Neuroscience Gateway homepage

Article navigation

Neurotechniques

Glow little glow worm

Neuroscience Gateway (May 2007) | doi:10.1038/aba1748

Two-dimensional images describe the spatial and temporal expression of more than 1600 C. elegans genes.

Journalists summarize a story's most important facts in one paragraph called a nut graf. Can geneticists summarize the quantity, localization and timing of gene expression in a similarly simplified way? Dupuy et al. report two-dimensional images that represent C. elegans gene expression in both space and time in a recent article in Nature Biotechnology.

C. elegans are transparent. Most of their 959 somatic cells are visible with standard microscopy. The C. elegans genome has been published, and the lineage of most C. elegans cells is fixed.

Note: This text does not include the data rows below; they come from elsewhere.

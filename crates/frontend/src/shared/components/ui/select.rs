use leptos::prelude::*;

/// Select component with label and inline error support
///
/// Options render in array order; the component never sorts them. With no
/// current value a disabled placeholder option is shown.
#[component]
pub fn Select(
    /// Label text (optional)
    #[prop(optional, into)]
    label: MaybeProp<String>,
    /// Current value
    #[prop(into)]
    value: Signal<String>,
    /// Change event handler
    #[prop(optional)]
    on_change: Option<Callback<String>>,
    /// Options: Vec of (value, label) tuples
    #[prop(into)]
    options: Signal<Vec<(String, String)>>,
    /// Placeholder shown while no value is selected
    #[prop(optional, into)]
    placeholder: MaybeProp<String>,
    /// Disabled state (reactive)
    #[prop(optional, into)]
    disabled: MaybeProp<bool>,
    /// Validation error shown beneath the control
    #[prop(optional, into)]
    error: MaybeProp<String>,
    /// ID for the select element
    #[prop(optional, into)]
    id: MaybeProp<String>,
) -> impl IntoView {
    let select_id = move || id.get().unwrap_or_default();
    let placeholder_text = move || placeholder.get().unwrap_or_else(|| "Select...".to_string());
    let select_class = move || {
        if error.get().is_some() {
            "form__select form__select--invalid"
        } else {
            "form__select"
        }
    };

    view! {
        <div class="form__group">
            {move || label.get().map(|l| view! {
                <label class="form__label" for=select_id>
                    {l}
                </label>
            })}
            <select
                id=select_id
                class=select_class
                disabled=move || disabled.get().unwrap_or(false)
                on:change=move |ev| {
                    if let Some(handler) = on_change {
                        handler.run(event_target_value(&ev));
                    }
                }
            >
                <option value="" disabled=true selected=move || value.get().is_empty()>
                    {placeholder_text}
                </option>
                <For
                    each=move || options.get()
                    key=|(val, _)| val.clone()
                    children=move |(val, label)| {
                        let val_clone = val.clone();
                        let is_selected = move || value.get() == val_clone;
                        view! {
                            <option value=val selected=is_selected>
                                {label}
                            </option>
                        }
                    }
                />
            </select>
            {move || error.get().map(|message| view! {
                <span class="form__error">{message}</span>
            })}
        </div>
    }
}
use leptos::prelude::*;

pub fn icon(name: &str) -> AnyView {
    match name {
        "bookings" => view! {
            <svg width="20" height="20" viewBox="0 0 24 24" fill="none" stroke="currentColor" stroke-width="2" stroke-linecap="round" stroke-linejoin="round" aria-hidden="true">
                <path d="M14 18V6a2 2 0 0 0-2-2H4a2 2 0 0 0-2 2v11a1 1 0 0 0 1 1h2"/>
                <path d="M15 18H9"/>
                <path d="M19 18h2a1 1 0 0 0 1-1v-3.65a1 1 0 0 0-.22-.62l-3.48-4.35A1 1 0 0 0 17.52 8H14"/>
                <circle cx="17" cy="18" r="2"/>
                <circle cx="7" cy="18" r="2"/>
            </svg>
        }.into_any(),
        "customers" => view! {
            <svg width="20" height="20" viewBox="0 0 24 24" fill="none" stroke="currentColor" stroke-width="2" stroke-linecap="round" stroke-linejoin="round" aria-hidden="true">
                <path d="M17 21v-2a4 4 0 0 0-4-4H7a4 4 0 0 0-4 4v2"/>
                <circle cx="9" cy="7" r="4"/>
                <path d="M23 21v-2a4 4 0 0 0-3-3.87"/>
                <path d="M16 3.13a4 4 0 0 1 0 7.75"/>
            </svg>
        }.into_any(),
        "rates" => view! {
            <svg width="20" height="20" viewBox="0 0 24 24" fill="none" stroke="currentColor" stroke-width="2" stroke-linecap="round" stroke-linejoin="round" aria-hidden="true">
                <path d="M4 2v20l2-1 2 1 2-1 2 1 2-1 2 1 2-1 2 1V2l-2 1-2-1-2 1-2-1-2 1-2-1-2 1Z"/>
                <path d="M16 8h-6a2 2 0 1 0 0 4h4a2 2 0 1 1 0 4H8"/>
                <path d="M12 17.5v-11"/>
            </svg>
        }.into_any(),
        "plus" => view! {
            <svg width="20" height="20" viewBox="0 0 24 24" fill="none" stroke="currentColor" stroke-width="2" stroke-linecap="round" stroke-linejoin="round" aria-hidden="true">
                <path d="M5 12h14"/>
                <path d="M12 5v14"/>
            </svg>
        }.into_any(),
        "x" => view! {
            <svg width="20" height="20" viewBox="0 0 24 24" fill="none" stroke="currentColor" stroke-width="2" stroke-linecap="round" stroke-linejoin="round" aria-hidden="true">
                <path d="M18 6 6 18"/>
                <path d="m6 6 12 12"/>
            </svg>
        }.into_any(),
        "trash" => view! {
            <svg width="20" height="20" viewBox="0 0 24 24" fill="none" stroke="currentColor" stroke-width="2" stroke-linecap="round" stroke-linejoin="round" aria-hidden="true">
                <path d="M3 6h18"/>
                <path d="M19 6v14a2 2 0 0 1-2 2H7a2 2 0 0 1-2-2V6"/>
                <path d="M8 6V4a2 2 0 0 1 2-2h4a2 2 0 0 1 2 2v2"/>
            </svg>
        }.into_any(),
        "pencil" => view! {
            <svg width="20" height="20" viewBox="0 0 24 24" fill="none" stroke="currentColor" stroke-width="2" stroke-linecap="round" stroke-linejoin="round" aria-hidden="true">
                <path d="M17 3a2.83 2.83 0 1 1 4 4L7.5 20.5 2 22l1.5-5.5Z"/>
            </svg>
        }.into_any(),
        "eye" => view! {
            <svg width="20" height="20" viewBox="0 0 24 24" fill="none" stroke="currentColor" stroke-width="2" stroke-linecap="round" stroke-linejoin="round" aria-hidden="true">
                <path d="M2 12s3-7 10-7 10 7 10 7-3 7-10 7-10-7-10-7Z"/>
                <circle cx="12" cy="12" r="3"/>
            </svg>
        }.into_any(),
        "search" => view! {
            <svg width="20" height="20" viewBox="0 0 24 24" fill="none" stroke="currentColor" stroke-width="2" stroke-linecap="round" stroke-linejoin="round" aria-hidden="true">
                <circle cx="11" cy="11" r="8"/>
                <path d="m21 21-4.3-4.3"/>
            </svg>
        }.into_any(),
        "download" => view! {
            <svg width="20" height="20" viewBox="0 0 24 24" fill="none" stroke="currentColor" stroke-width="2" stroke-linecap="round" stroke-linejoin="round" aria-hidden="true">
                <path d="M21 15v4a2 2 0 0 1-2 2H5a2 2 0 0 1-2-2v-4"/>
                <path d="m7 10 5 5 5-5"/>
                <path d="M12 15V3"/>
            </svg>
        }.into_any(),
        "chevron-left" => view! {
            <svg width="20" height="20" viewBox="0 0 24 24" fill="none" stroke="currentColor" stroke-width="2" stroke-linecap="round" stroke-linejoin="round" aria-hidden="true">
                <path d="m15 18-6-6 6-6"/>
            </svg>
        }.into_any(),
        "chevron-right" => view! {
            <svg width="20" height="20" viewBox="0 0 24 24" fill="none" stroke="currentColor" stroke-width="2" stroke-linecap="round" stroke-linejoin="round" aria-hidden="true">
                <path d="m9 18 6-6-6-6"/>
            </svg>
        }.into_any(),
        "chevrons-left" => view! {
            <svg width="20" height="20" viewBox="0 0 24 24" fill="none" stroke="currentColor" stroke-width="2" stroke-linecap="round" stroke-linejoin="round" aria-hidden="true">
                <path d="m11 17-5-5 5-5"/>
                <path d="m18 17-5-5 5-5"/>
            </svg>
        }.into_any(),
        "chevrons-right" => view! {
            <svg width="20" height="20" viewBox="0 0 24 24" fill="none" stroke="currentColor" stroke-width="2" stroke-linecap="round" stroke-linejoin="round" aria-hidden="true">
                <path d="m13 17 5-5-5-5"/>
                <path d="m6 17 5-5-5-5"/>
            </svg>
        }.into_any(),
        "chevron-down" => view! {
            <svg width="20" height="20" viewBox="0 0 24 24" fill="none" stroke="currentColor" stroke-width="2" stroke-linecap="round" stroke-linejoin="round" aria-hidden="true">
                <path d="m6 9 6 6 6-6"/>
            </svg>
        }.into_any(),
        _ => view! {
            <svg width="20" height="20" viewBox="0 0 24 24" fill="none" stroke="currentColor" stroke-width="2" aria-hidden="true">
                <circle cx="12" cy="12" r="9"/>
            </svg>
        }.into_any(),
    }
}
pub mod components;
pub mod fixtures;
pub mod icons;
pub mod list_utils;
pub mod modal;
pub mod sortable_header_cell;
pub mod table_cell_checkbox;
pub mod table_header_checkbox;
pub mod table_list;

pub use sortable_header_cell::SortableHeaderCell;
pub use table_cell_checkbox::TableCellCheckbox;
pub use table_header_checkbox::TableHeaderCheckbox;
pub use table_list::TableListRenderer;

To take advantage of these properties, the authors generated transgenic C. elegans expressing green fluorescent protein under the control of 1610 unique promoters and analyzed them at various stages of postnatal development in a complex object parametric analysis and sorter (COPAS). For each transgenic animal, COPAS generated a quantitative image profiling fluorescent emission. The authors oriented all of the images horizontally so that their anterior ends faced to the left. In C. elegans, length correlates with age. The authors stacked the images for each transgenic line in length order with the shortest image on top. In the resulting wedge-shaped image stacks, which the authors called 'chronograms', colored stripes indicated the location (horizontal) and timing (vertical) of gene expression.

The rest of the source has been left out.